--- Exercise data ---
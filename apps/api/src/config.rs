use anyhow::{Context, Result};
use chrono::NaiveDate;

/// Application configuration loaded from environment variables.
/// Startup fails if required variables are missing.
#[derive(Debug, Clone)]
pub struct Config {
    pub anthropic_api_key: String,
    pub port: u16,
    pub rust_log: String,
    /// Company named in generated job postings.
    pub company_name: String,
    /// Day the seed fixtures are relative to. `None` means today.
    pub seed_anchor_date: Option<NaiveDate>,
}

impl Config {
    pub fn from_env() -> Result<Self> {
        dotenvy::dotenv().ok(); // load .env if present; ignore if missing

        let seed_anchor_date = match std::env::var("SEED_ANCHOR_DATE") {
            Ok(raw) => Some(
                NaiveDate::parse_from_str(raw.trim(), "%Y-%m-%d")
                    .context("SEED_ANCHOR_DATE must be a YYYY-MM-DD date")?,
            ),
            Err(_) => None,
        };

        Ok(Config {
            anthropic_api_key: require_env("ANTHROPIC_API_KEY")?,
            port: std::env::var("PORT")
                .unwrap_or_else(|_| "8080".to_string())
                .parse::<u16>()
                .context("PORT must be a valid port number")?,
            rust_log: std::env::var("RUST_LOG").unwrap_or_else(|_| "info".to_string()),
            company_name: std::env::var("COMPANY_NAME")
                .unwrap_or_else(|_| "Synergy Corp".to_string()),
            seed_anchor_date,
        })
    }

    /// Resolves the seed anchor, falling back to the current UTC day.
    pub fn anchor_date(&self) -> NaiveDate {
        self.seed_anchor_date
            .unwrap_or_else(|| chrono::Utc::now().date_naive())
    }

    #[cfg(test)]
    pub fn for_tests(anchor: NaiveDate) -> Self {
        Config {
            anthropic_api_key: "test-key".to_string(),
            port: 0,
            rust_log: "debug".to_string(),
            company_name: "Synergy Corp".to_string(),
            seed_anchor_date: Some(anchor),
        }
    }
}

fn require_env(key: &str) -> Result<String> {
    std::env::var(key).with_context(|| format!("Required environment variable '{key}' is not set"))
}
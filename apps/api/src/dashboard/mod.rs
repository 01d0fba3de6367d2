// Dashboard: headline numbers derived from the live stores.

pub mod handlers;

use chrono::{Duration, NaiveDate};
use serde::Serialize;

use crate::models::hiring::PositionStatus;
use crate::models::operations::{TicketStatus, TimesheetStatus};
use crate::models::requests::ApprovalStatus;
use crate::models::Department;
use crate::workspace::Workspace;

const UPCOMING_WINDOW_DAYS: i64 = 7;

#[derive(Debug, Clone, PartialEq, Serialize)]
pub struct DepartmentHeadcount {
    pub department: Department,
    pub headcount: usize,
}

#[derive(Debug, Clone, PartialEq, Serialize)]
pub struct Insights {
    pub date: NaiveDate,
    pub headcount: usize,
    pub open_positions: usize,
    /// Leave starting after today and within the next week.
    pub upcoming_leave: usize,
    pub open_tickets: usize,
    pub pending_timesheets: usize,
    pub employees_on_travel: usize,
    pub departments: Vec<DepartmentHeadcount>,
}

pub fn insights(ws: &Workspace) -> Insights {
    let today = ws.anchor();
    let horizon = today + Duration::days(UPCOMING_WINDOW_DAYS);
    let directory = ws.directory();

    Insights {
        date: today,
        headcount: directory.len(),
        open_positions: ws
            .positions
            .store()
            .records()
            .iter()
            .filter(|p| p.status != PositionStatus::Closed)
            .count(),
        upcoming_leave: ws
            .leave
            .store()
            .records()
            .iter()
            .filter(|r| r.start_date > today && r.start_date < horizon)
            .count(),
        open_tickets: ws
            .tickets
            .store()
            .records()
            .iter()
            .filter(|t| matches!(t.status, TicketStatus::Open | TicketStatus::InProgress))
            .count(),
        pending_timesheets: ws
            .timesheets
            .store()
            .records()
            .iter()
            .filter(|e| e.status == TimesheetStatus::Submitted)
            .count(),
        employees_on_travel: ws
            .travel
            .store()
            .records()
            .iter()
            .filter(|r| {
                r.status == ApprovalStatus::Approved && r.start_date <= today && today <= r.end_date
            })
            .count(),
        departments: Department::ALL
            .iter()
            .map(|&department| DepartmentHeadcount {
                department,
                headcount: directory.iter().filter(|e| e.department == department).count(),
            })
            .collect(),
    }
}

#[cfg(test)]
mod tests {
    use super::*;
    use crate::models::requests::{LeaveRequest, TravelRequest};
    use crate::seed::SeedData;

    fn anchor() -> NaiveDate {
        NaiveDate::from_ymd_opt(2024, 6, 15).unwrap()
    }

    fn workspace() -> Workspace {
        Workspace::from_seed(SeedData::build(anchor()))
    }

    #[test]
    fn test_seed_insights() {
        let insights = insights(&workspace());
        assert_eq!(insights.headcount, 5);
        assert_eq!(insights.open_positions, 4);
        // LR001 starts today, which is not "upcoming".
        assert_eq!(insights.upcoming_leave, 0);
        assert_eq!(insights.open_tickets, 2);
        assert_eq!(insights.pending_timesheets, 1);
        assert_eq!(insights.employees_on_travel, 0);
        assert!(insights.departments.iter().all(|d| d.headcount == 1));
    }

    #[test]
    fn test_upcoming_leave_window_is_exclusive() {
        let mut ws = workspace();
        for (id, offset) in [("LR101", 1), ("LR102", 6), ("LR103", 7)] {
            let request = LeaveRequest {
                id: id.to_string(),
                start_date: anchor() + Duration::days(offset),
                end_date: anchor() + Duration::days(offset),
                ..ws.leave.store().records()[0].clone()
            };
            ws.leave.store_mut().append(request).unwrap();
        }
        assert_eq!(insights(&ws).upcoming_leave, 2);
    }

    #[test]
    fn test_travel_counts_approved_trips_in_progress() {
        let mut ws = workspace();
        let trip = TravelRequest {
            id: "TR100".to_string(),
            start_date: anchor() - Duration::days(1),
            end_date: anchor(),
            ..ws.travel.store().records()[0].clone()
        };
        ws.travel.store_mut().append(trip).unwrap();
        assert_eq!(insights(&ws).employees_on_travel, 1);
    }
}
---
--- Exercise data ---
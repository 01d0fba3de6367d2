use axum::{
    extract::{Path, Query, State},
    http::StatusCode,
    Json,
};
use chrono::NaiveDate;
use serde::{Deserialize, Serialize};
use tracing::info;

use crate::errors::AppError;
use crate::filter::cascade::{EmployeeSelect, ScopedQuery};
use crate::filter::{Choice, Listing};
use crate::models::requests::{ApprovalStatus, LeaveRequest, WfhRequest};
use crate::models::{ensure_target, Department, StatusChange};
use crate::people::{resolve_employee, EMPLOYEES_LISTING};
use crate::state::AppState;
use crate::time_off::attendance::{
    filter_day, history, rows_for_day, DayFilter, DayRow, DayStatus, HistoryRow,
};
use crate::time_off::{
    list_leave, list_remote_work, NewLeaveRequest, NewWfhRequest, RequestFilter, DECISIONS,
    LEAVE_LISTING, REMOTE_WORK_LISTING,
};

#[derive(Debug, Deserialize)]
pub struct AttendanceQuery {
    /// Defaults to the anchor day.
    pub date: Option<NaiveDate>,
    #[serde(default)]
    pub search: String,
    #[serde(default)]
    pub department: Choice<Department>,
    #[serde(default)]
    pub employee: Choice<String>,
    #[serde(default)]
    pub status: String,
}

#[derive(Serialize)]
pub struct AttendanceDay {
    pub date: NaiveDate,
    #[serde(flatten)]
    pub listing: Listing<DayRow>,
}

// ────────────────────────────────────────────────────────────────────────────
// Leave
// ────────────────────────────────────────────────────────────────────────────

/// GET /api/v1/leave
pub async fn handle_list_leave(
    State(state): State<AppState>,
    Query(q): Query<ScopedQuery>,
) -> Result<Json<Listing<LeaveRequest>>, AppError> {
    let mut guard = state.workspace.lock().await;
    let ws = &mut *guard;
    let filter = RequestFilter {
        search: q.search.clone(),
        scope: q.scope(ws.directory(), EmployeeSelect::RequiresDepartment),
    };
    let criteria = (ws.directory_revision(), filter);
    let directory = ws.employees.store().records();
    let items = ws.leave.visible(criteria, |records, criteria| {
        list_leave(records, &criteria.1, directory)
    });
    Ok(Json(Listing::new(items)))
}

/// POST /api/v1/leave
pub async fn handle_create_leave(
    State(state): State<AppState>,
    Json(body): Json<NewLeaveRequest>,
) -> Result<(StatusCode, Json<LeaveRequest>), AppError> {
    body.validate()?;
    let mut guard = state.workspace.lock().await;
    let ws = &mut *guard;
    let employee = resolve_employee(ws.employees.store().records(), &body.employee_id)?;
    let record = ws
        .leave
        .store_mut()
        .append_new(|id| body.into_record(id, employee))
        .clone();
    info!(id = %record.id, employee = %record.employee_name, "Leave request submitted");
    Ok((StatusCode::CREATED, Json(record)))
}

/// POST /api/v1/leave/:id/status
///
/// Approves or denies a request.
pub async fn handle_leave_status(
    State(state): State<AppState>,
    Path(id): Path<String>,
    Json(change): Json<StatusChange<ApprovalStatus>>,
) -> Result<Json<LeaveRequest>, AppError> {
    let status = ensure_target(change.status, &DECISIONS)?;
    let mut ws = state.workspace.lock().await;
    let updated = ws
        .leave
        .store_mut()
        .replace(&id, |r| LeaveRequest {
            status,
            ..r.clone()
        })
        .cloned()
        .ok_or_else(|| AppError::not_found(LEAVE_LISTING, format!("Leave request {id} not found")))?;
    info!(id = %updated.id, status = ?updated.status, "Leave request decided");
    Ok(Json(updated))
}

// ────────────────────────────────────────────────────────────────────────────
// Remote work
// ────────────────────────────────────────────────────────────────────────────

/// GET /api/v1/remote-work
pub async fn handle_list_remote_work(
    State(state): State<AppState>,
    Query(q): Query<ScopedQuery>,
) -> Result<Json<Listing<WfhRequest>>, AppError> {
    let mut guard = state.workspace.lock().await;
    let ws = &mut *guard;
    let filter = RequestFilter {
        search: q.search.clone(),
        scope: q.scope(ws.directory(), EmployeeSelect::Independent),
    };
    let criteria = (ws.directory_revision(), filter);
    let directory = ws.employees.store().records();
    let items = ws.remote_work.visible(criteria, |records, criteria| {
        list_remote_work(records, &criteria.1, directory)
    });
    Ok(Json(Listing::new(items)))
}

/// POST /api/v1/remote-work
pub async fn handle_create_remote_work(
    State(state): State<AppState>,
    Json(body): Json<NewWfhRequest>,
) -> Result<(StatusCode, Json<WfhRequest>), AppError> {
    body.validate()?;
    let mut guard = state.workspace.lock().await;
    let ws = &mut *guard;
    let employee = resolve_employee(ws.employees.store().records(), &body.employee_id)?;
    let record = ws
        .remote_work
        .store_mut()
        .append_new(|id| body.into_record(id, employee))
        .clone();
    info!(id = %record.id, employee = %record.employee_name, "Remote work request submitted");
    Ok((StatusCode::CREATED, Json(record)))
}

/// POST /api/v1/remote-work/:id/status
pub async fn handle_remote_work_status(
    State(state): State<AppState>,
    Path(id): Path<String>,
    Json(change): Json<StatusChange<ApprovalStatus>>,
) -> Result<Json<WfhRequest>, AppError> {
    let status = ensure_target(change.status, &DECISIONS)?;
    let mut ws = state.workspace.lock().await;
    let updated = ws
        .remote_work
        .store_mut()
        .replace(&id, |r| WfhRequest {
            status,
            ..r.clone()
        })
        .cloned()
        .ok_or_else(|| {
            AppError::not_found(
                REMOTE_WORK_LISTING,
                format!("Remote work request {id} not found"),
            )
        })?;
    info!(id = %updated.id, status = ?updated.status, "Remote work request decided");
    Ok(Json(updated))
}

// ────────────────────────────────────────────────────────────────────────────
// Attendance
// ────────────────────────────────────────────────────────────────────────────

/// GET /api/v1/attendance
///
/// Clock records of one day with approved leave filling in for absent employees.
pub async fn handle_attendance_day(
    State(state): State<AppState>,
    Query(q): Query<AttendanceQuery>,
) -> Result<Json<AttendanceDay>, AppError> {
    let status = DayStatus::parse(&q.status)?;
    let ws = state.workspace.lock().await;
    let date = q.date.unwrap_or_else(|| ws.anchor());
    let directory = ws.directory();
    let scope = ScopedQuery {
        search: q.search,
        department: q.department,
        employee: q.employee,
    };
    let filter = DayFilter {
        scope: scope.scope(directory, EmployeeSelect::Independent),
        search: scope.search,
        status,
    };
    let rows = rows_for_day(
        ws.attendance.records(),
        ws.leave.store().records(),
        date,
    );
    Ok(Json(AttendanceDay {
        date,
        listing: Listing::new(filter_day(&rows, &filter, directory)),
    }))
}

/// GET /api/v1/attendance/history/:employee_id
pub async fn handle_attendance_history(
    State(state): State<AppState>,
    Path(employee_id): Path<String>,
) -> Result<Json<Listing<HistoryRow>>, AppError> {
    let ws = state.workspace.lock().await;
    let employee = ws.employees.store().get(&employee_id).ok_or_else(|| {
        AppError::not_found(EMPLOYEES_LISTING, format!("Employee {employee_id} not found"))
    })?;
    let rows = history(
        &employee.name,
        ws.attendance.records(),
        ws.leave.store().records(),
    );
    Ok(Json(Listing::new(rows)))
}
---
** What you have to do **
Count the lines in the listing where the string "Choice" appears. Answer with the number only.

** Completed exercise **
3